While competing smartphones have shipped with NFC chips for years, tapping into services like Google Wallet, mobile payments have yet to take off with consumers. In a rare candid comment about potential future plans, Apple Chief Executive Tim Cook hinted that his company could join the fray and enter the mobile payments space by leveraging the secure Touch ID fingerprint scanner found on the iPhone 5s to authenticate transactions.
What the iPhone 5s doesn't have, however, is an NFC chip. To date, Apple's close-proximity wireless efforts have relied on a combination of Wi-Fi and Bluetooth, most notably with the location-aware iBeacon specification that debuted last year and is now used by numerous retail outlets, including Apple's own stores.
Still, Morgan Stanley believes Apple will go one step further and incorporate an NFC chip into its future devices, making the technology a "core part of its mobile payments strategy." Analyst Craig Hettenbach said in a note to investors Tuesday, a copy of which was provided to AppleInsider, that he believes NFC is reaching an "inflection point," thanks to new partnerships, potential licenses, and patent filings, including those from Apple.
In addition to patent filings from Apple describing the use of NFC, Wi-Fi and Bluetooth for mobile payments, Hettenbach also noted that Apple's new retail point-of-sale systems from VeriFone place the iPhone 5s in a case that not only allows traditional credit-card swipes, but also utilizes NFC tap-to-pay technology with compatible smartphones. To date, Apple's own iPhones have not yet offered this capability.
Hettenbach also cited a report from earlier this month that alleged Apple had reached an agreement with China UnionPay, a Chinese interbank network. The two companies were said to be working together on NFC payments, suggesting the technology might come to a future iPhone.
An Apple patent describing e-wallet NFC payments was discovered by AppleInsider in January.
If Apple does in fact adopt NFC technology, Hettenbach expects the company will go with a standalone NFC controller for its future iPhones. His industry sources indicated that most NFC implementations in smartphones in the near future will utilize standalone chips, as combo chips from companies like Broadcom apparently face technical issues at the moment.
Apple would also have to choose whether to go with an embedded implementation for credit card data in mobile payments, or a cloud-based approach that would utilize host card implementation. An embedded secure element would ensure that the user's credit card data is held securely on the iPhone, but Hettenbach said host card emulation would allow Apple to circumvent carriers, who in the past have blocked mobile payment features like Google Wallet on Android phones.

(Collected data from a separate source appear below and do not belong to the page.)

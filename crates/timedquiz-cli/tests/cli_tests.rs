//! CLI integration tests using assert_cmd.

use std::path::Path;

use assert_cmd::Command;
use predicates::prelude::*;
use tempfile::TempDir;

fn timedquiz(home: &Path) -> Command {
    #[allow(deprecated)]
    let mut cmd = Command::cargo_bin("timedquiz").unwrap();
    cmd.current_dir(home)
        .env("HOME", home)
        .env("NO_COLOR", "1")
        .env_remove("TIMEDQUIZ_BANK")
        .env_remove("RUST_LOG");
    cmd
}

/// Questions with a single choice, so answer `1` is always correct.
fn single_choice_bank(dir: &Path, n: usize) -> String {
    let questions: Vec<String> = (1..=n)
        .map(|i| format!(r#"{{"question": "Question {i}", "answers": ["Only {i}"], "correct": 0}}"#))
        .collect();
    let path = dir.join("bank.json");
    std::fs::write(&path, format!("[{}]", questions.join(","))).unwrap();
    path.to_string_lossy().to_string()
}

#[test]
fn help_lists_commands() {
    let dir = TempDir::new().unwrap();
    timedquiz(dir.path())
        .arg("--help")
        .assert()
        .success()
        .stdout(predicate::str::contains("take"))
        .stdout(predicate::str::contains("validate"))
        .stdout(predicate::str::contains("theme"))
        .stdout(predicate::str::contains("init"));
}

#[test]
fn validate_sample_bank() {
    let dir = TempDir::new().unwrap();
    let bank = std::fs::canonicalize("../../banks/general.json").unwrap();
    timedquiz(dir.path())
        .arg("validate")
        .arg("--bank")
        .arg(&bank)
        .assert()
        .success()
        .stdout(predicate::str::contains("6 questions"))
        .stdout(predicate::str::contains("Bank valid"));
}

#[test]
fn validate_reports_warnings() {
    let dir = TempDir::new().unwrap();
    let bank = single_choice_bank(dir.path(), 2);
    timedquiz(dir.path())
        .args(["validate", "--bank", &bank])
        .assert()
        .success()
        .stdout(predicate::str::contains("[Q1] WARNING: only 1 answer choice"))
        .stdout(predicate::str::contains("2 warning(s) found"));
}

#[test]
fn validate_rejects_bad_answer_key() {
    let dir = TempDir::new().unwrap();
    let path = dir.path().join("bad.json");
    std::fs::write(
        &path,
        r#"[{"question": "Q", "answers": ["a", "b"], "correct": 5}]"#,
    )
    .unwrap();

    timedquiz(dir.path())
        .arg("validate")
        .arg("--bank")
        .arg(&path)
        .assert()
        .failure()
        .stderr(predicate::str::contains("Error:"))
        .stderr(predicate::str::contains("outside 2 answers"));
}

#[test]
fn take_correct_answer_passes() {
    let dir = TempDir::new().unwrap();
    let bank = single_choice_bank(dir.path(), 1);
    timedquiz(dir.path())
        .args(["take", "--bank", &bank, "--count", "1"])
        .write_stdin("1\nn\n")
        .assert()
        .success()
        .stdout(predicate::str::contains("Question 1 of 1"))
        .stdout(predicate::str::contains("Correct!"))
        .stdout(predicate::str::contains("Score: 1/1 (100.00%)"))
        .stdout(predicate::str::contains("Result: Pass"))
        .stdout(predicate::str::contains("Your Answer"));
}

#[test]
fn take_no_review_hides_table() {
    let dir = TempDir::new().unwrap();
    let bank = single_choice_bank(dir.path(), 1);
    timedquiz(dir.path())
        .args(["take", "--bank", &bank, "--count", "1", "--no-review"])
        .write_stdin("1\nn\n")
        .assert()
        .success()
        .stdout(predicate::str::contains("Score: 1/1"))
        .stdout(predicate::str::contains("Your Answer").not());
}

#[test]
fn take_clamps_to_available_questions() {
    let dir = TempDir::new().unwrap();
    let bank = single_choice_bank(dir.path(), 2);
    timedquiz(dir.path())
        .args(["take", "--bank", &bank, "--count", "5"])
        .write_stdin("1\nn\n1\nn\n")
        .assert()
        .success()
        .stdout(predicate::str::contains(
            "Only 2 questions available. Starting with 2 questions (5 requested).",
        ))
        .stdout(predicate::str::contains("Question 2 of 2"))
        .stdout(predicate::str::contains("Score: 2/2"));
}

#[test]
fn take_zero_questions_fails_immediately() {
    let dir = TempDir::new().unwrap();
    let bank = single_choice_bank(dir.path(), 1);
    timedquiz(dir.path())
        .args(["take", "--bank", &bank, "--count", "0"])
        .write_stdin("")
        .assert()
        .success()
        .stdout(predicate::str::contains("Score: 0/0 (0.00%)"))
        .stdout(predicate::str::contains("Result: Fail"));
}

#[test]
fn take_quit_abandons_exam() {
    let dir = TempDir::new().unwrap();
    let bank = single_choice_bank(dir.path(), 3);
    timedquiz(dir.path())
        .args(["take", "--bank", &bank, "--count", "3"])
        .write_stdin("1\nq\n")
        .assert()
        .success()
        .stdout(predicate::str::contains("Exam abandoned"))
        .stdout(predicate::str::contains("Score:").not());
}

#[test]
fn take_restart_after_finish_runs_again() {
    let dir = TempDir::new().unwrap();
    let bank = single_choice_bank(dir.path(), 1);
    let output = timedquiz(dir.path())
        .args(["take", "--bank", &bank, "--count", "1"])
        .write_stdin("1\nn\nr\n1\nn\n")
        .output()
        .unwrap();

    assert!(output.status.success());
    let stdout = String::from_utf8_lossy(&output.stdout);
    assert_eq!(stdout.matches("Score: 1/1").count(), 2);
}

#[test]
fn take_missing_bank_fails() {
    let dir = TempDir::new().unwrap();
    timedquiz(dir.path())
        .args(["take", "--bank", "missing.json"])
        .write_stdin("")
        .assert()
        .failure()
        .stderr(predicate::str::contains("question bank not found"));
}

#[test]
fn take_empty_bank_fails() {
    let dir = TempDir::new().unwrap();
    std::fs::write(dir.path().join("empty.json"), "[]").unwrap();
    timedquiz(dir.path())
        .args(["take", "--bank", "empty.json"])
        .write_stdin("")
        .assert()
        .failure()
        .stderr(predicate::str::contains("no questions available"));
}

#[test]
fn take_exports_json_report() {
    let dir = TempDir::new().unwrap();
    let bank = single_choice_bank(dir.path(), 1);
    let export = dir.path().join("out").join("result.json");

    timedquiz(dir.path())
        .args(["take", "--bank", &bank, "--count", "1", "--export"])
        .arg(&export)
        .write_stdin("1\nn\n")
        .assert()
        .success()
        .stdout(predicate::str::contains("Report written to"));

    let json: serde_json::Value =
        serde_json::from_str(&std::fs::read_to_string(&export).unwrap()).unwrap();
    assert_eq!(json["score"], 1);
    assert_eq!(json["total"], 1);
    assert_eq!(json["verdict"], "pass");
    assert_eq!(json["review"][0]["user_choice_text"], "Only 1");
}

#[test]
fn take_rejects_unknown_export_format() {
    let dir = TempDir::new().unwrap();
    let bank = single_choice_bank(dir.path(), 1);
    timedquiz(dir.path())
        .args(["take", "--bank", &bank, "--export", "result.csv"])
        .write_stdin("")
        .assert()
        .failure()
        .stderr(predicate::str::contains("unsupported export format"));
}

#[test]
fn take_uses_config_file() {
    let dir = TempDir::new().unwrap();
    single_choice_bank(dir.path(), 3);
    std::fs::write(
        dir.path().join("timedquiz.toml"),
        "bank = \"bank.json\"\nquestion_count = 2\n",
    )
    .unwrap();

    timedquiz(dir.path())
        .arg("take")
        .write_stdin("1\nn\n1\nn\n")
        .assert()
        .success()
        .stdout(predicate::str::contains("Question 2 of 2"))
        .stdout(predicate::str::contains("Score: 2/2"));
}

#[test]
fn init_creates_files_once() {
    let dir = TempDir::new().unwrap();

    timedquiz(dir.path())
        .arg("init")
        .assert()
        .success()
        .stdout(predicate::str::contains("Created timedquiz.toml"))
        .stdout(predicate::str::contains("Created questions.json"));

    assert!(dir.path().join("timedquiz.toml").exists());

    timedquiz(dir.path())
        .arg("init")
        .assert()
        .success()
        .stdout(predicate::str::contains("already exists, skipping"));

    timedquiz(dir.path())
        .arg("validate")
        .assert()
        .success()
        .stdout(predicate::str::contains("4 questions"))
        .stdout(predicate::str::contains("Bank valid"));
}

#[test]
fn theme_toggle_persists() {
    let dir = TempDir::new().unwrap();
    let config = dir.path().join("prefs.toml");

    timedquiz(dir.path())
        .args(["theme", "--dark", "--config"])
        .arg(&config)
        .assert()
        .success()
        .stdout(predicate::str::contains("Theme set to dark"));
    assert!(std::fs::read_to_string(&config)
        .unwrap()
        .contains("dark_mode = true"));

    timedquiz(dir.path())
        .args(["theme", "--toggle", "--config"])
        .arg(&config)
        .assert()
        .success()
        .stdout(predicate::str::contains("Theme set to light"));

    timedquiz(dir.path())
        .args(["theme", "--config"])
        .arg(&config)
        .assert()
        .success()
        .stdout(predicate::str::contains("Theme: light"));
}

#[test]
fn theme_flags_conflict() {
    let dir = TempDir::new().unwrap();
    timedquiz(dir.path())
        .args(["theme", "--dark", "--light"])
        .assert()
        .failure();
}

Given Apple's focus on security, Hettenbach suspects Apple will go with the embedded route, relying on a stacked NFC radio and embedded secure element solution. And given its large user bace and clout with carriers due to iPhone sales, he believes Apple might be able to bypass the carrier "logjam" and gain approval for its mobile payments system.
Claims that Apple might adopt NFC e-wallet technology in a future iPhone are not new. The New York Times claimed back in March of 2011 that Apple was planning to utilize NFC technology in a "coming" iPhone for mobile payments, but to date that functionality has not appeared.
Apple has also made key hires related to NFC and radio-frequency identification, but thus far the company has been content to stick with Bluetooth and Wi-Fi for its wireless connectivity.